24The respondents express surprise at, and disagreement with, the applicant’s contention that comparator groups are no longer relevant. Relying on Withler v. Canada (A.G.), 2011 SCC 12, [2011] 1 S.C.R. 396, the respondents submit that, while highlighting concerns with the use of comparators, the Supreme Court of Canada did not eliminate the comparator group analysis but did set out how it should be done properly. In this case, the respondents submit that the reference to the allowing of external coordination of benefits is artificial and indicative of the search for sameness, as opposed to disadvantage that the Supreme Court of Canada cautioned against. The respondents suggest that it is only when the applicant points to an outside comparator that any distinction exists and that this is not a distinction based on marital status (or family status) but rather a spouse’s terms and conditions of employment.
25Finally, the respondents state that the applicant cannot establish a disadvantage that perpetuates prejudice or stereotyping. The respondents submit that the School Board’s failure to coordinate benefits internally does not perpetuate stereotypical application of presumed group characteristics nor infringe human dignity and self-worth nor attach any stigma to being married and an employee of the Board. The respondents submit that this is consistent with the arbitrator’s reasons in Peel Regional Police Services Board, addressing the same issue.
26The respondents emphasize that all of the prior decisions are in support of their position in this case, with the exception of the Sims arbitration award. However, the respondents note that that case does not stand for the proposition that prohibiting internal coordination of benefits is discriminatory. Instead, what was offensive in that case was that one spouse was forced to be a dependent (a condition which is not present in this case).
27In reply, the applicant disputes that there is an “insurance principle” underlying the School Board’s approach such that employees get what they are entitled to. The applicant submits that apart from the offending provision in the Plan Booklet, there is nothing that provides that a child cannot be a dependent of more than one person.

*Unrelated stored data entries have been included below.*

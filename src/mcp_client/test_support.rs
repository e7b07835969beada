//! Scripted MCP servers for tests: in-memory stdio and loopback HTTP.

use std::sync::atomic::{AtomicUsize, Ordering};
use std::sync::{Arc, Mutex};
use std::time::Duration;

use serde_json::{json, Value};
use tokio::io::{AsyncReadExt, AsyncWriteExt, BufReader};
use tokio::net::TcpListener;
use tokio::task::JoinHandle;

use super::codec::{self, Framing};
use super::transport::{StdioReader, StdioTransport};
use super::types::{JsonRpcRequest, JsonRpcResponse, RpcMessage, CLIENT_PROTOCOL_VERSION};

/// Behavior knobs for the fake server.
#[derive(Clone)]
pub(crate) struct FakeServer {
    pub protocol_version: String,
    pub advertise_tools: bool,
    pub tools: Vec<Value>,
    pub page_size: usize,
    pub call_delay: Duration,
    pub silent_methods: Vec<String>,
    pub received: Arc<Mutex<Vec<String>>>,
    pub list_calls: Arc<AtomicUsize>,
    pub in_flight: Arc<AtomicUsize>,
    pub max_in_flight: Arc<AtomicUsize>,
}

impl Default for FakeServer {
    fn default() -> Self {
        Self {
            protocol_version: CLIENT_PROTOCOL_VERSION.to_string(),
            advertise_tools: true,
            tools: default_tools(),
            page_size: 0,
            call_delay: Duration::ZERO,
            silent_methods: Vec::new(),
            received: Arc::new(Mutex::new(Vec::new())),
            list_calls: Arc::new(AtomicUsize::new(0)),
            in_flight: Arc::new(AtomicUsize::new(0)),
            max_in_flight: Arc::new(AtomicUsize::new(0)),
        }
    }
}

pub(crate) fn default_tools() -> Vec<Value> {
    vec![
        json!({
            "name": "suggest_aws_commands",
            "description": "Suggest AWS CLI commands",
            "inputSchema": {
                "type": "object",
                "properties": {"query": {"type": "string"}},
                "required": ["query"]
            }
        }),
        json!({
            "name": "echo",
            "description": "Echo arguments back",
            "inputSchema": {
                "type": "object",
                "properties": {"message": {"type": "string"}, "n": {"type": "integer"}},
                "required": ["message"]
            }
        }),
        json!({
            "name": "fail",
            "description": "Always reports a tool error",
            "inputSchema": {"type": "object", "properties": {}}
        }),
    ]
}

impl FakeServer {
    pub fn received(&self) -> Vec<String> {
        self.received.lock().map(|r| r.clone()).unwrap_or_default()
    }

    fn record(&self, method: &str) {
        if let Ok(mut received) = self.received.lock() {
            received.push(method.to_string());
        }
    }

    /// Answer one request; `None` means stay silent.
    pub async fn respond(&self, req: &JsonRpcRequest) -> Option<JsonRpcResponse> {
        self.record(&req.method);
        if self.silent_methods.iter().any(|m| m == &req.method) {
            return None;
        }
        let params = req.params.clone().unwrap_or(Value::Null);
        let id = req.id.clone();
        let resp = match req.method.as_str() {
            "initialize" => {
                let mut capabilities = json!({});
                if self.advertise_tools {
                    capabilities["tools"] = json!({"listChanged": true});
                }
                JsonRpcResponse::success(
                    id,
                    json!({
                        "protocolVersion": self.protocol_version,
                        "capabilities": capabilities,
                        "serverInfo": {"name": "fake-mcp", "version": "0.1.0"}
                    }),
                )
            }
            "ping" => JsonRpcResponse::success(id, json!({})),
            "tools/list" => {
                self.list_calls.fetch_add(1, Ordering::SeqCst);
                let start = params
                    .get("cursor")
                    .and_then(Value::as_str)
                    .and_then(|c| c.parse::<usize>().ok())
                    .unwrap_or(0);
                let size = if self.page_size == 0 { self.tools.len() } else { self.page_size };
                let end = (start + size).min(self.tools.len());
                let mut result = json!({"tools": self.tools[start..end].to_vec()});
                if end < self.tools.len() {
                    result["nextCursor"] = json!(end.to_string());
                }
                JsonRpcResponse::success(id, result)
            }
            "tools/call" => {
                let current = self.in_flight.fetch_add(1, Ordering::SeqCst) + 1;
                self.max_in_flight.fetch_max(current, Ordering::SeqCst);
                if !self.call_delay.is_zero() {
                    tokio::time::sleep(self.call_delay).await;
                }
                self.in_flight.fetch_sub(1, Ordering::SeqCst);

                let name = params.get("name").and_then(Value::as_str).unwrap_or_default();
                let args = params.get("arguments").cloned().unwrap_or(json!({}));
                match name {
                    "fail" => JsonRpcResponse::success(
                        id,
                        json!({
                            "content": [{"type": "text", "text": "bucket not found"}],
                            "isError": true
                        }),
                    ),
                    "suggest_aws_commands" => JsonRpcResponse::success(
                        id,
                        json!({
                            "content": [{
                                "type": "text",
                                "text": format!("aws {} help", args["query"].as_str().unwrap_or_default())
                            }]
                        }),
                    ),
                    "echo" => JsonRpcResponse::success(
                        id,
                        json!({
                            "content": [{"type": "text", "text": args["message"].clone()}],
                            "structuredContent": args
                        }),
                    ),
                    other => JsonRpcResponse::failure(id, -32602, format!("Unknown tool: {other}")),
                }
            }
            other => JsonRpcResponse::failure(id, -32601, format!("Method not found: {other}")),
        };
        Some(resp)
    }

    /// Serve over an in-memory pipe; returns the client halves.
    pub fn spawn_stdio(self, framing: Framing) -> (StdioTransport, StdioReader, JoinHandle<()>) {
        let (client_io, server_io) = tokio::io::duplex(64 * 1024);
        let (client_read, client_write) = tokio::io::split(client_io);
        let (server_read, server_write) = tokio::io::split(server_io);
        let (transport, reader) =
            StdioTransport::from_streams("fake", framing, client_write, client_read);

        let server_write = Arc::new(tokio::sync::Mutex::new(server_write));
        let task = tokio::spawn(async move {
            let mut server_read = BufReader::new(server_read);
            while let Ok(Some(frame)) = codec::read_frame(&mut server_read, framing).await {
                let Ok(message) = codec::decode_message(&frame) else {
                    continue;
                };
                match message {
                    RpcMessage::Request(req) => {
                        let server = self.clone();
                        let writer = server_write.clone();
                        tokio::spawn(async move {
                            if let Some(resp) = server.respond(&req).await {
                                let Ok(out) = codec::encode_frame(&RpcMessage::from(resp), framing) else {
                                    return;
                                };
                                let mut writer = writer.lock().await;
                                let _ = writer.write_all(&out).await;
                            }
                        });
                    }
                    RpcMessage::Notification(n) => self.record(&n.method),
                    RpcMessage::Response(_) => self.record("response"),
                }
            }
        });
        (transport, reader, task)
    }

    /// Serve streamable HTTP on a loopback port; returns the endpoint URL.
    pub async fn spawn_http(self) -> String {
        let listener = TcpListener::bind(("127.0.0.1", 0)).await.unwrap();
        let addr = listener.local_addr().unwrap();
        tokio::spawn(async move {
            loop {
                let Ok((mut socket, _)) = listener.accept().await else {
                    return;
                };
                let server = self.clone();
                tokio::spawn(async move {
                    let Some((method, body)) = read_http_request(&mut socket).await else {
                        return;
                    };
                    if method == "DELETE" {
                        server.record("DELETE");
                        let _ = socket
                            .write_all(b"HTTP/1.1 200 OK\r\nContent-Length: 0\r\nConnection: close\r\n\r\n")
                            .await;
                        return;
                    }
                    let reply = match serde_json::from_slice::<Value>(&body)
                        .ok()
                        .and_then(|v| RpcMessage::from_value(v).ok())
                    {
                        Some(RpcMessage::Request(req)) => server.respond(&req).await,
                        Some(RpcMessage::Notification(n)) => {
                            server.record(&n.method);
                            None
                        }
                        _ => None,
                    };
                    let out = match reply {
                        Some(resp) => {
                            let body = serde_json::to_vec(&resp).unwrap_or_default();
                            let mut out = format!(
                                "HTTP/1.1 200 OK\r\nContent-Type: application/json\r\nMcp-Session-Id: fake-session\r\nContent-Length: {}\r\nConnection: close\r\n\r\n",
                                body.len()
                            )
                            .into_bytes();
                            out.extend_from_slice(&body);
                            out
                        }
                        None => b"HTTP/1.1 202 Accepted\r\nContent-Length: 0\r\nConnection: close\r\n\r\n".to_vec(),
                    };
                    let _ = socket.write_all(&out).await;
                    let _ = socket.shutdown().await;
                });
            }
        });
        format!("http://{addr}/mcp")
    }
}

async fn read_http_request(socket: &mut tokio::net::TcpStream) -> Option<(String, Vec<u8>)> {
    let mut buf = Vec::new();
    let mut tmp = [0u8; 4096];
    let header_end = loop {
        let n = socket.read(&mut tmp).await.ok()?;
        if n == 0 {
            return None;
        }
        buf.extend_from_slice(&tmp[..n]);
        if let Some(pos) = buf.windows(4).position(|w| w == b"\r\n\r\n") {
            break pos;
        }
    };
    let head = String::from_utf8_lossy(&buf[..header_end]).to_string();
    let method = head.split_whitespace().next()?.to_string();
    let content_length = head
        .lines()
        .filter_map(|line| line.split_once(':'))
        .find(|(name, _)| name.trim().eq_ignore_ascii_case("content-length"))
        .and_then(|(_, value)| value.trim().parse::<usize>().ok())
        .unwrap_or(0);
    let body_start = header_end + 4;
    while buf.len() < body_start + content_length {
        let n = socket.read(&mut tmp).await.ok()?;
        if n == 0 {
            return None;
        }
        buf.extend_from_slice(&tmp[..n]);
    }
    Some((method, buf[body_start..body_start + content_length].to_vec()))
}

Rather, it was the School Board’s unilateral decision to put in the offending provision for reasons unrelated to any insurance principles.
28The applicant submits the offending provision does not equalize the situation as the “like situation” is employees who are entitled to full benefits (in this situation the applicant submits you do not compare two people with one person).
29Finally, in response to the respondents’ submissions on the test for discrimination, the applicant submits that Moore “clarifies” and further develops the law. The applicant submits that it is incorrect to refer to a requirement of perpetuating prejudice or stereotyping since families are not historically disadvantaged and if this was a requirement then family status would not be in the Code. Similarly, the applicant submits that it is inappropriate to consider whether there is a pre-existing disadvantage as again, the applicant submits that marital status would never be in the Code if this was needed.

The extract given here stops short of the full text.